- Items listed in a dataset
*** Block opens ***

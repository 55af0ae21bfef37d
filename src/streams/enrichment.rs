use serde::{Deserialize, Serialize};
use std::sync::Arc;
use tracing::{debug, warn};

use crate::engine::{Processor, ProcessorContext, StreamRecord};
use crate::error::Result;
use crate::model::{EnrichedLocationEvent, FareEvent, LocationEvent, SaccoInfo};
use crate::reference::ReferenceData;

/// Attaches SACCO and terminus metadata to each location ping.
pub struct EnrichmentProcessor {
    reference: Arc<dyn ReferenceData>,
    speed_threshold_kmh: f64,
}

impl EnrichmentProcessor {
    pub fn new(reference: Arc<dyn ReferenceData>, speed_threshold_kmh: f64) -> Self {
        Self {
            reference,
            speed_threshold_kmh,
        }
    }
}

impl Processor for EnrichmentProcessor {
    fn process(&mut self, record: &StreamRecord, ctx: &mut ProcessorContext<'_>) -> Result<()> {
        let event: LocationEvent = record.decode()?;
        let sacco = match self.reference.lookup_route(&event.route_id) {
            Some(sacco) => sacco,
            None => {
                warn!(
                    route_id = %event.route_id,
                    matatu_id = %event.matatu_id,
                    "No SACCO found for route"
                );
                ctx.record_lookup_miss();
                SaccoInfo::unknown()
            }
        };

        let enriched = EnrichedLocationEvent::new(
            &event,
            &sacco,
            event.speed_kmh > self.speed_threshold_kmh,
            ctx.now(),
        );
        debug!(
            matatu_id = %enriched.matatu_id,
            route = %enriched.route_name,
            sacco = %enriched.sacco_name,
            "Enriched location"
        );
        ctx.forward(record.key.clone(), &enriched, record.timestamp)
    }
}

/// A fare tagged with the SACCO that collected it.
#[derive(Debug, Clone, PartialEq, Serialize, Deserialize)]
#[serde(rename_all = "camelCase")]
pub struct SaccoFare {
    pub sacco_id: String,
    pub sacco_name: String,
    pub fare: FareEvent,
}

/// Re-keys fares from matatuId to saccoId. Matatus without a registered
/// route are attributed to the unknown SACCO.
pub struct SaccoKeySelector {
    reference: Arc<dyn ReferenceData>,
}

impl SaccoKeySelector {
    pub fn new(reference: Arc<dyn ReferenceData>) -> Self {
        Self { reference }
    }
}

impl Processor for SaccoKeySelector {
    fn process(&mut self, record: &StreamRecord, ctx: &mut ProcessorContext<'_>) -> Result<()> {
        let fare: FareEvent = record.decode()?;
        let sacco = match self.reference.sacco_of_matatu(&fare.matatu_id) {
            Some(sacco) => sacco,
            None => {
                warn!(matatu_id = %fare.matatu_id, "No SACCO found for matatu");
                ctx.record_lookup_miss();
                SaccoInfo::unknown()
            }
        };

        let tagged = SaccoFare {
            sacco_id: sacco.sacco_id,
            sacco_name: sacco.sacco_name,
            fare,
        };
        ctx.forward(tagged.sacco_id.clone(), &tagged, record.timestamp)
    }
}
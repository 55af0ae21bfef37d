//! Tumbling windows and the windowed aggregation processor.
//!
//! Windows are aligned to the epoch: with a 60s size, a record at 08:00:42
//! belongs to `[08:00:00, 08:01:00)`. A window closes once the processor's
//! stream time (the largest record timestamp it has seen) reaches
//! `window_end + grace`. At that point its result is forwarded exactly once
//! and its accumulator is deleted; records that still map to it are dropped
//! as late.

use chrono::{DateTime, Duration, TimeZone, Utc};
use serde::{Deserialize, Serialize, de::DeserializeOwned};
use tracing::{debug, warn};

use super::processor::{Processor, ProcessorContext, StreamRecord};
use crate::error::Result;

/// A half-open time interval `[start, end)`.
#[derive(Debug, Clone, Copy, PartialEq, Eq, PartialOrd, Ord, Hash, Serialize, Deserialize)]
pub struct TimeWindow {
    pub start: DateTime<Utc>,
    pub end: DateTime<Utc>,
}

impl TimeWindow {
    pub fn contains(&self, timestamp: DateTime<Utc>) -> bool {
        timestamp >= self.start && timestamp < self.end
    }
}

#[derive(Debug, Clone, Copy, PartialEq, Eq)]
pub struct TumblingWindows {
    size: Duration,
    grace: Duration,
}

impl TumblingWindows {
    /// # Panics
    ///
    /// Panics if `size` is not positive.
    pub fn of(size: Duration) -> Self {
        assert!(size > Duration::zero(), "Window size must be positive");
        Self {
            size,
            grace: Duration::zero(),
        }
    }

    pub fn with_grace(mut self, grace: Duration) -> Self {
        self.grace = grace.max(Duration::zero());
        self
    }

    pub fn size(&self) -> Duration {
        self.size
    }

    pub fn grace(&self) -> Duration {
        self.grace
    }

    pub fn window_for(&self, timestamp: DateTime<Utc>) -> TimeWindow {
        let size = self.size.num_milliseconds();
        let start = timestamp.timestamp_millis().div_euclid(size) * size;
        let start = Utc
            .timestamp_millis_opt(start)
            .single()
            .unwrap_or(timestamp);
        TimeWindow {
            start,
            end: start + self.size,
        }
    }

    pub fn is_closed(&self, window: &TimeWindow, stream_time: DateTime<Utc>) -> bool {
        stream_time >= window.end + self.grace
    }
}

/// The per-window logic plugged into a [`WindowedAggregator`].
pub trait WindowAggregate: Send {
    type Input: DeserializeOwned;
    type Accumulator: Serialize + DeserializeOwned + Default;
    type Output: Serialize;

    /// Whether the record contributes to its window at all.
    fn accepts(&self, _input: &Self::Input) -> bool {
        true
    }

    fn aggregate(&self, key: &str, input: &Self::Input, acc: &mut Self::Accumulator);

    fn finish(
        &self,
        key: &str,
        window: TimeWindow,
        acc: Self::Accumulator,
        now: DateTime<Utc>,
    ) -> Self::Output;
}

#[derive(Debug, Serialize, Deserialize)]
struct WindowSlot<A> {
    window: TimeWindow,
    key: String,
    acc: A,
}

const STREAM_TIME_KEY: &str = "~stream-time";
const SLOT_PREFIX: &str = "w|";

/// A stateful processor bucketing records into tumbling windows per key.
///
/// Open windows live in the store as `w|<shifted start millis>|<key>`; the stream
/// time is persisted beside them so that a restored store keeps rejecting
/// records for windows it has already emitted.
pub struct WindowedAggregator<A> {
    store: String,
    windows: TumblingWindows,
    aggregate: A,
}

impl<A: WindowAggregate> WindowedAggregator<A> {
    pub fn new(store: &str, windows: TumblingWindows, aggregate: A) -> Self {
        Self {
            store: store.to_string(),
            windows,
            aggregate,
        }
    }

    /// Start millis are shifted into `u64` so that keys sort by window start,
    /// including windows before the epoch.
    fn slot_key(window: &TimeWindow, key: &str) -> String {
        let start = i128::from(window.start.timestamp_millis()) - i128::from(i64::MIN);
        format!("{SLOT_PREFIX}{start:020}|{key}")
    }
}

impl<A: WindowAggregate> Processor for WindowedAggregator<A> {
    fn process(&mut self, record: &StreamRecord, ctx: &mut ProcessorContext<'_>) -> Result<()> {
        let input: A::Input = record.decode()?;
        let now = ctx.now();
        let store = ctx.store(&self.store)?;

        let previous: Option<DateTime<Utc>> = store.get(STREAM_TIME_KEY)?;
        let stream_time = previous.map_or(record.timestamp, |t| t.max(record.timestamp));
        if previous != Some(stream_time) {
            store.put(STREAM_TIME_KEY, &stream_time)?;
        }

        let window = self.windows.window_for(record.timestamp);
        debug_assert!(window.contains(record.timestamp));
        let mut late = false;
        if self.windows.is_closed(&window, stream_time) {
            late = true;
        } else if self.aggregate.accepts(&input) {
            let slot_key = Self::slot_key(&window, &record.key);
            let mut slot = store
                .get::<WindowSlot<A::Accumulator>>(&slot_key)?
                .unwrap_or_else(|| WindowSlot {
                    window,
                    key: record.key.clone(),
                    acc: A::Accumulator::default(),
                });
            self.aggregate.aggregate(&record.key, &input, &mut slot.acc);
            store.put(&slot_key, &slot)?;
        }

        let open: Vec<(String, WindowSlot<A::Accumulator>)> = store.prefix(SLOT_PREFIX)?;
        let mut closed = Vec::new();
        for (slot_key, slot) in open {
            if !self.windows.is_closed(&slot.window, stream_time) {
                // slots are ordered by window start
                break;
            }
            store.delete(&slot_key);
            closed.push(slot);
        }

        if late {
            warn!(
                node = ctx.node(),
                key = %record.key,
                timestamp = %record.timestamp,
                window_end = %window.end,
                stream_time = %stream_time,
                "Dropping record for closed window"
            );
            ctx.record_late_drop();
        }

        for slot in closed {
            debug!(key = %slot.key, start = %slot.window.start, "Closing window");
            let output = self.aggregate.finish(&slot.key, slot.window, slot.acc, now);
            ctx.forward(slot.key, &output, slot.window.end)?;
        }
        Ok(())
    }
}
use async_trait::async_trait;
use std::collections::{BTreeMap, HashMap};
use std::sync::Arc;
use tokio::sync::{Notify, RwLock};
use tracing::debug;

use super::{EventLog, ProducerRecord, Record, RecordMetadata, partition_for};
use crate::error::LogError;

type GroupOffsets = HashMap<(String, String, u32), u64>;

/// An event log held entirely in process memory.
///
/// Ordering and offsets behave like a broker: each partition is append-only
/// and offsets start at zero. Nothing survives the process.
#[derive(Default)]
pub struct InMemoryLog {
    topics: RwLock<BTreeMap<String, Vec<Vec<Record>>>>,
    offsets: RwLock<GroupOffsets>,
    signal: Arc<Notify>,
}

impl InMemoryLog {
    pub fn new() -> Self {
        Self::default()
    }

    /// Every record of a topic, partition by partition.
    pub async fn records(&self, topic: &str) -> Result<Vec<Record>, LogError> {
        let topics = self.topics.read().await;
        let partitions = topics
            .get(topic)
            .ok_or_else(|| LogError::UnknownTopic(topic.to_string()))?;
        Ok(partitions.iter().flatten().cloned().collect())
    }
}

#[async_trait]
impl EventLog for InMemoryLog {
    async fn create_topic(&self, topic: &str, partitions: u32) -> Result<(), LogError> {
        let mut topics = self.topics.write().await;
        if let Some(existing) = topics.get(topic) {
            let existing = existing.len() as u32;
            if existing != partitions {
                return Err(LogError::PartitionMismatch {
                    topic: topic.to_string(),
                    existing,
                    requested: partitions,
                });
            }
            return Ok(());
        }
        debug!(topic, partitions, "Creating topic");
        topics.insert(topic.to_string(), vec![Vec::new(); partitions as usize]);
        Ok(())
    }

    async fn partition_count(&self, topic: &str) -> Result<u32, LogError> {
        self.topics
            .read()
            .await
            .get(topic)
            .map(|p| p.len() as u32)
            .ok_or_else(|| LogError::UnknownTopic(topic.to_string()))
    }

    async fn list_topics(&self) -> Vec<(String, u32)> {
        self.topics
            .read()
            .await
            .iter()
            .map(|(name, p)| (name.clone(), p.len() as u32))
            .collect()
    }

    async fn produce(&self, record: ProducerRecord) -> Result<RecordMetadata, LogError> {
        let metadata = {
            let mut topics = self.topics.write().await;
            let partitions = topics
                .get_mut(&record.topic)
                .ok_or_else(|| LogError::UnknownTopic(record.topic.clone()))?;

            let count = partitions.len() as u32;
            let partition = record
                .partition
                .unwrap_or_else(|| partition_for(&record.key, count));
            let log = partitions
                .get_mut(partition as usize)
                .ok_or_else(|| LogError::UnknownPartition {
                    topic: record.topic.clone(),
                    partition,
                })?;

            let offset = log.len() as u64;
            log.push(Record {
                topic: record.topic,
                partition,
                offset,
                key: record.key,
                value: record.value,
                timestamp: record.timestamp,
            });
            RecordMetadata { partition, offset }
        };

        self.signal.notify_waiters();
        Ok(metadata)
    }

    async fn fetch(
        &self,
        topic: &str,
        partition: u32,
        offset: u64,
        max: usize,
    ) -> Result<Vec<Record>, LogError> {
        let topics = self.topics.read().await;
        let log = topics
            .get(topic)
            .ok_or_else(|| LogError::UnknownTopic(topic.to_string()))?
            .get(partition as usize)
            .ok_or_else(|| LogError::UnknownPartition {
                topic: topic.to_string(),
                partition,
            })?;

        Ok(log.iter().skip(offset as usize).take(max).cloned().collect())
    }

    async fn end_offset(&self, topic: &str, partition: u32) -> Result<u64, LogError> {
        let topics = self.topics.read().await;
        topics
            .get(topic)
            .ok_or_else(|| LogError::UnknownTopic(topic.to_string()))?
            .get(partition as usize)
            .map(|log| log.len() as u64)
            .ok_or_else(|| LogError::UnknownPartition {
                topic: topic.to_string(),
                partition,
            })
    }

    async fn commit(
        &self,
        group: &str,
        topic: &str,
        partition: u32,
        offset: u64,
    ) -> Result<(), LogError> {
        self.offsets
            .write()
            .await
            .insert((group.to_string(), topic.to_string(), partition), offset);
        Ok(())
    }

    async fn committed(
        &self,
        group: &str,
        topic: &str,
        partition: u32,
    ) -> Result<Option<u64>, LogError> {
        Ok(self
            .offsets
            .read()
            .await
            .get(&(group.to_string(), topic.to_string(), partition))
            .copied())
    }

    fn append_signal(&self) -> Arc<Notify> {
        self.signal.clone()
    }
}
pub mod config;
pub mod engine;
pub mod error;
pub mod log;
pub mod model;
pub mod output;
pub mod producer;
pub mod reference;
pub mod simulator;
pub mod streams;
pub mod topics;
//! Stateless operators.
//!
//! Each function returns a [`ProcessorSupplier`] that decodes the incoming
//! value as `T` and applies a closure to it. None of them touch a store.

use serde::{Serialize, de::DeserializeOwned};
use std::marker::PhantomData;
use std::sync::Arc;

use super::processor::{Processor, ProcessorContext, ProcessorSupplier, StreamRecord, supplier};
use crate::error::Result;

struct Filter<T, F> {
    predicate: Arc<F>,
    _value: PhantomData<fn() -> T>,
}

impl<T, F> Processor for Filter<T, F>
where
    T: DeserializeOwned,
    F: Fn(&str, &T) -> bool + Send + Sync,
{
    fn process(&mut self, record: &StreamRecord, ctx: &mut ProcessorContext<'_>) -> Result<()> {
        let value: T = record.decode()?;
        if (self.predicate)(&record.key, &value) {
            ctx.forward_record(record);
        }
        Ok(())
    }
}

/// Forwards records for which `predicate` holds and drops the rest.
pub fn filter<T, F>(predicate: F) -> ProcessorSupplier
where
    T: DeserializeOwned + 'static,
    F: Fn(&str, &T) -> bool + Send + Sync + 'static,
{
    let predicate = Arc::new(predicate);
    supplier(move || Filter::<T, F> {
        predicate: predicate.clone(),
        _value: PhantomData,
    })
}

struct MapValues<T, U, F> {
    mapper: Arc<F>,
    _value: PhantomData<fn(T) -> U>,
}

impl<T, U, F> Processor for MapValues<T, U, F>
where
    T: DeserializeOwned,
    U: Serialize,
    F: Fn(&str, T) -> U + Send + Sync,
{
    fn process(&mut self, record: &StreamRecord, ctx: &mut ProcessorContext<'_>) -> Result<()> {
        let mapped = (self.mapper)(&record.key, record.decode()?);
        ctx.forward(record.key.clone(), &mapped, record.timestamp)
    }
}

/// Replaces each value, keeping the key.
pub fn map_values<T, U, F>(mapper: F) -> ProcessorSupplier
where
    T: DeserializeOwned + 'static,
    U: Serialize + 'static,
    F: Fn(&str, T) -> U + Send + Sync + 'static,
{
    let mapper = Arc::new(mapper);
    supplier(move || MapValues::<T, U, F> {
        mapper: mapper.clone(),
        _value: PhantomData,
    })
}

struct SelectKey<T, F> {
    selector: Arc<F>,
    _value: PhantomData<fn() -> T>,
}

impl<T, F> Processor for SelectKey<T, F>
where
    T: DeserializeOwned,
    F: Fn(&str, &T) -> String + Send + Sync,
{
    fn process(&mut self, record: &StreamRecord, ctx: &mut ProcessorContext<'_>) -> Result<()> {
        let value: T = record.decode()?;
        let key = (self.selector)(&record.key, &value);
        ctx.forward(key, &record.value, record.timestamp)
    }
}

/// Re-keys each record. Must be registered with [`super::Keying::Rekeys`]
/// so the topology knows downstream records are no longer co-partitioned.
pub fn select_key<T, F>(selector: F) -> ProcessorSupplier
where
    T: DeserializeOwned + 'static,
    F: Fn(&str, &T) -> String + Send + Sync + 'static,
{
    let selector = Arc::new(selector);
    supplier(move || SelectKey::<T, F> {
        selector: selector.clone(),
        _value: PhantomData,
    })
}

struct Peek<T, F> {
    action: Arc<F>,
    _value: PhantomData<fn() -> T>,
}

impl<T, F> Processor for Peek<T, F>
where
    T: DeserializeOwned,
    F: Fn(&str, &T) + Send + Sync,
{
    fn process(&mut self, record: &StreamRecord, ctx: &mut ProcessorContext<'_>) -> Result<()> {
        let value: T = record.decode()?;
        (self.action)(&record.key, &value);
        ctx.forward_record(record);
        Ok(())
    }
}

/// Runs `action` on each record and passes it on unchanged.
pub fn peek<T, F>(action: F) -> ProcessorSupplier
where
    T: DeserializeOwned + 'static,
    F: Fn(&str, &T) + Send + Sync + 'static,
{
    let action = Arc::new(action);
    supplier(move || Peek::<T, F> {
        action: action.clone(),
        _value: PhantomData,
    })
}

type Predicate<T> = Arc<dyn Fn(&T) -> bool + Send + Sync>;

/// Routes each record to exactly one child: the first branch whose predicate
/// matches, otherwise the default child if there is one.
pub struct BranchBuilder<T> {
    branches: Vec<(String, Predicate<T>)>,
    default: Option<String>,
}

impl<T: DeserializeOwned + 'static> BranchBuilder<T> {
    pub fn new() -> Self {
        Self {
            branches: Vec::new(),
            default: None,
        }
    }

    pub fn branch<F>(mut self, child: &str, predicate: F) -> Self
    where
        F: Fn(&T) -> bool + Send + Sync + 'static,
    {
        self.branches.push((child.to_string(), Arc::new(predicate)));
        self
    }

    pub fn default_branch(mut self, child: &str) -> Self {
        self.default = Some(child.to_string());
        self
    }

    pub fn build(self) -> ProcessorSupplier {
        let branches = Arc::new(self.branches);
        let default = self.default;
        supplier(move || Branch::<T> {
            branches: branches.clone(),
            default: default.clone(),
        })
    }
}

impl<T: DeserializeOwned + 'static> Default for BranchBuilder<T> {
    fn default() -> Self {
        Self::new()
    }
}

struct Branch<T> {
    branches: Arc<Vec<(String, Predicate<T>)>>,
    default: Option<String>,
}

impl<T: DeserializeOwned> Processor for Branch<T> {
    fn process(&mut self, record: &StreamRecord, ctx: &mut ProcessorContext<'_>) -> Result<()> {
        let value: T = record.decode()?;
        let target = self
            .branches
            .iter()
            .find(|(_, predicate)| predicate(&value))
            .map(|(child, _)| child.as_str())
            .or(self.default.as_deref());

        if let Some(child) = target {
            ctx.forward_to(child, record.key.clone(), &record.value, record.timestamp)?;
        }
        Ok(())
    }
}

*** Block closes ***

- AIM OF THE EXERCISE
Count how many lines above contain the word "ProducerRecord". Reply with the number alone.

- REPLY
2